** Data shown follows **
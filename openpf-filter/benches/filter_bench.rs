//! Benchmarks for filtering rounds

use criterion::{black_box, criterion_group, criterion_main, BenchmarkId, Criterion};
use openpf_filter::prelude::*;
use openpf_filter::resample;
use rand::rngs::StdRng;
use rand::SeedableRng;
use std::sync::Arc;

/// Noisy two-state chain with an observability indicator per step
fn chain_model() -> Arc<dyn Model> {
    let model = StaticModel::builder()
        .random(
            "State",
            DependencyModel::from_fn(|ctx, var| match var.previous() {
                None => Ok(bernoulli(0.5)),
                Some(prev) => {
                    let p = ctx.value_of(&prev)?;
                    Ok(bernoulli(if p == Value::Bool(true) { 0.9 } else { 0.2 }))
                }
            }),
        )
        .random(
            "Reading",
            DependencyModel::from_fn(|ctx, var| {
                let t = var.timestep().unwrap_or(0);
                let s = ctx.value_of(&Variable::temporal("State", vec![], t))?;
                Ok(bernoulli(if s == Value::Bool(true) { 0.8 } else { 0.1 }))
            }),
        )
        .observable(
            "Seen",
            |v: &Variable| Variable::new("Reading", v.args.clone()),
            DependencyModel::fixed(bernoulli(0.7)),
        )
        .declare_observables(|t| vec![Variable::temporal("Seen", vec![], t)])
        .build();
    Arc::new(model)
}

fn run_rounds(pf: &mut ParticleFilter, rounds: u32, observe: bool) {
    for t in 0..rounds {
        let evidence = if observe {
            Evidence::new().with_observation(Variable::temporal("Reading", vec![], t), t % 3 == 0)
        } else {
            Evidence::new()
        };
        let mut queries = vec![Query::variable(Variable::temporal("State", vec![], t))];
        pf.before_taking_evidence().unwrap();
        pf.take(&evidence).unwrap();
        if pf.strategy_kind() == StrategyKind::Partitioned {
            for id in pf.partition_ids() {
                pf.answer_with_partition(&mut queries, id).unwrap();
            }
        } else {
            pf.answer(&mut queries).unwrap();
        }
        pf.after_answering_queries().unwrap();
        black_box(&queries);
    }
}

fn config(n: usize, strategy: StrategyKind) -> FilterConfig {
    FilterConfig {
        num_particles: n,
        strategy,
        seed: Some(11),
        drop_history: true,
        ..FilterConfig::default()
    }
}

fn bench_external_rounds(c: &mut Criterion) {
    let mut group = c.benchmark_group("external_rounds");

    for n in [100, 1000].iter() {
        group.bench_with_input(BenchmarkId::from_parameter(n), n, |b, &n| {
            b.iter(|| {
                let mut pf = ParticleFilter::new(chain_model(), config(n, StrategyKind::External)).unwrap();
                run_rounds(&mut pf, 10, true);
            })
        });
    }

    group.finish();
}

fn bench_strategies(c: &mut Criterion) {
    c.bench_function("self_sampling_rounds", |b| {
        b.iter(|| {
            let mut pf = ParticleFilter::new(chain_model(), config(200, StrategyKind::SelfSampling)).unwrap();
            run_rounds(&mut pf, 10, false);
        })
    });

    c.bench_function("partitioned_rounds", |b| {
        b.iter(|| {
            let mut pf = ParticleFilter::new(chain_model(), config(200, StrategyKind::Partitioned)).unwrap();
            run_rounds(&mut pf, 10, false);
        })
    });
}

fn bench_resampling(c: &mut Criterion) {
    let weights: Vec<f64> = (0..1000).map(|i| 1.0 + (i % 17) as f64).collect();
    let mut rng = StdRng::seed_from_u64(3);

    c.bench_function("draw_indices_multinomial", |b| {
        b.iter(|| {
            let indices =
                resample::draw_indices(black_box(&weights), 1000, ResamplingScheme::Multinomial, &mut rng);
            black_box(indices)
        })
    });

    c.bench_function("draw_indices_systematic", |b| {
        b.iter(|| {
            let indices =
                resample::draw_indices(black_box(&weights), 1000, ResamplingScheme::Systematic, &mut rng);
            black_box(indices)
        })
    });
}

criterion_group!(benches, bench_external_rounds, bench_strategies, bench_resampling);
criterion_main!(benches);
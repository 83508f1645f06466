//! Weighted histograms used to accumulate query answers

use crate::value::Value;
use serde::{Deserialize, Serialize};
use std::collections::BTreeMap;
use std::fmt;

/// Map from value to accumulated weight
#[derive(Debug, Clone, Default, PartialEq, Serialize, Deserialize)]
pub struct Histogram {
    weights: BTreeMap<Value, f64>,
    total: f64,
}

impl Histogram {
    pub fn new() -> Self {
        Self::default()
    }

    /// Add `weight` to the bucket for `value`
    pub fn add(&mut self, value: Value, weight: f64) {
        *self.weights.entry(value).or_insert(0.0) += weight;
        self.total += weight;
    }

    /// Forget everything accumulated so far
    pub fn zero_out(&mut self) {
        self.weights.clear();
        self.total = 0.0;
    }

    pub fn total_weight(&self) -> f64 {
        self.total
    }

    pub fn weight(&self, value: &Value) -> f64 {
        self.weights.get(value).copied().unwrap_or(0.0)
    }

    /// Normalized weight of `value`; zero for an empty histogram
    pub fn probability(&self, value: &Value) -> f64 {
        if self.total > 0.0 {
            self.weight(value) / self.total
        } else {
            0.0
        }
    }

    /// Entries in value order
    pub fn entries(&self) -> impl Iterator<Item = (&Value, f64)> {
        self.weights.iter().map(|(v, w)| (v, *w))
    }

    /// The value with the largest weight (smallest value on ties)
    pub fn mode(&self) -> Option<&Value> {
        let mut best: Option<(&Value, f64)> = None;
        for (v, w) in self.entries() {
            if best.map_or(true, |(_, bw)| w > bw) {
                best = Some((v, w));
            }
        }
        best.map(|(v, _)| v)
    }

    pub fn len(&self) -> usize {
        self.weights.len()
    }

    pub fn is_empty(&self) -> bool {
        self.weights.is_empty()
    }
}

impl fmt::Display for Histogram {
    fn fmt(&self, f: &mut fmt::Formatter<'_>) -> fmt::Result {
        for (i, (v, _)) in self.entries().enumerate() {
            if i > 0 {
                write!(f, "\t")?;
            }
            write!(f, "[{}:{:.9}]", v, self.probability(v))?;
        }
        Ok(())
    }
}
** End of Data shown **
** Data shown follows **
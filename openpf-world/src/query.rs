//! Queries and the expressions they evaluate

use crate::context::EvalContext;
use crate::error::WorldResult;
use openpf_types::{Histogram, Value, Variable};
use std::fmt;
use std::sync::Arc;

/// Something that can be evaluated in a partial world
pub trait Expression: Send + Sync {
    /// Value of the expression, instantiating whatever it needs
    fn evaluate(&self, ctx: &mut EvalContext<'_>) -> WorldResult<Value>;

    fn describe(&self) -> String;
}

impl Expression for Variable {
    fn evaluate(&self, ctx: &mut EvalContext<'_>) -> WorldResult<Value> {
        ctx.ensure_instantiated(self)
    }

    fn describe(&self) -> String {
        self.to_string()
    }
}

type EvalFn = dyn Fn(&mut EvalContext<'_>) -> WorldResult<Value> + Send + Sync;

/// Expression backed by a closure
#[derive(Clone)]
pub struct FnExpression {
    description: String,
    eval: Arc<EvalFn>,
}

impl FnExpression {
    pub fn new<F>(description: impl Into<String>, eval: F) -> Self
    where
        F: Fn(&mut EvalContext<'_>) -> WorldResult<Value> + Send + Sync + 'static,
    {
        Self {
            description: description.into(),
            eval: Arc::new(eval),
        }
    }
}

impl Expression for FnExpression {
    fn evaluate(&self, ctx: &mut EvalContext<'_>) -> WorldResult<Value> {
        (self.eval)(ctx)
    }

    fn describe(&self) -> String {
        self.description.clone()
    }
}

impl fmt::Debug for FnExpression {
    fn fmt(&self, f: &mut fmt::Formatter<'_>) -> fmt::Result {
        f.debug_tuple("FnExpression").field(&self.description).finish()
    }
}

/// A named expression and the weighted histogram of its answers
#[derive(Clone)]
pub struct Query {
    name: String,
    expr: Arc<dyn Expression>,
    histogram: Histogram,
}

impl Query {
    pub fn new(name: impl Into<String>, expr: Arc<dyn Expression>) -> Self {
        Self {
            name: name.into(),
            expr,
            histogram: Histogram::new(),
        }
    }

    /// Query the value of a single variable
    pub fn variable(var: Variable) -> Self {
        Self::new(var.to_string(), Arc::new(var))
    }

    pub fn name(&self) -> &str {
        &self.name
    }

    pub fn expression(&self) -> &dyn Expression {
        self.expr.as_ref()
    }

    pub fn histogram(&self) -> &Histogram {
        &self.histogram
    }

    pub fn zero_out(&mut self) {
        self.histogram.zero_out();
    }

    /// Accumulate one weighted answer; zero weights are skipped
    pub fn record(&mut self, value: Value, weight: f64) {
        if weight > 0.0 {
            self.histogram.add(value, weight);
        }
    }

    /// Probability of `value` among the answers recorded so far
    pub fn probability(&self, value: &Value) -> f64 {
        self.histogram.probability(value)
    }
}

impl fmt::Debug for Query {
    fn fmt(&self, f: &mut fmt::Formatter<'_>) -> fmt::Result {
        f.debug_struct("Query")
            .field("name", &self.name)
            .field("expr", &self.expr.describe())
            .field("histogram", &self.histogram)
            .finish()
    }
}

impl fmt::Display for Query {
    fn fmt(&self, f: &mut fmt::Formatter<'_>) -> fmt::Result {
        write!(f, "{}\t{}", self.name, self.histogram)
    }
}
** End of Data shown **
Your task
Beginning with the line above that contains "fn config(n: usize, strategy: StrategyKind)", copy each line exactly up to and including the line that contains "repository 83508f1645f06466", and go no further.

Task output
fn config(n: usize, strategy: StrategyKind) -> FilterConfig {
    FilterConfig {
        num_particles: n,
        strategy,
        seed: Some(11),
        drop_history: true,
        ..FilterConfig::default()
    }
}

fn bench_external_rounds(c: &mut Criterion) {
    let mut group = c.benchmark_group("external_rounds");

    for n in [100, 1000].iter() {
        group.bench_with_input(BenchmarkId::from_parameter(n), n, |b, &n| {
            b.iter(|| {
                let mut pf = ParticleFilter::new(chain_model(), config(n, StrategyKind::External)).unwrap();
                run_rounds(&mut pf, 10, true);
            })
        });
    }

    group.finish();
}

fn bench_strategies(c: &mut Criterion) {
    c.bench_function("self_sampling_rounds", |b| {
        b.iter(|| {
            let mut pf = ParticleFilter::new(chain_model(), config(200, StrategyKind::SelfSampling)).unwrap();
            run_rounds(&mut pf, 10, false);
        })
    });

    c.bench_function("partitioned_rounds", |b| {
        b.iter(|| {
            let mut pf = ParticleFilter::new(chain_model(), config(200, StrategyKind::Partitioned)).unwrap();
            run_rounds(&mut pf, 10, false);
        })
    });
}

fn bench_resampling(c: &mut Criterion) {
    let weights: Vec<f64> = (0..1000).map(|i| 1.0 + (i % 17) as f64).collect();
    let mut rng = StdRng::seed_from_u64(3);

    c.bench_function("draw_indices_multinomial", |b| {
        b.iter(|| {
            let indices =
                resample::draw_indices(black_box(&weights), 1000, ResamplingScheme::Multinomial, &mut rng);
            black_box(indices)
        })
    });

    c.bench_function("draw_indices_systematic", |b| {
        b.iter(|| {
            let indices =
                resample::draw_indices(black_box(&weights), 1000, ResamplingScheme::Systematic, &mut rng);
            black_box(indices)
        })
    });
}

criterion_group!(benches, bench_external_rounds, bench_strategies, bench_resampling);
criterion_main!(benches);
repository 83508f1645f06466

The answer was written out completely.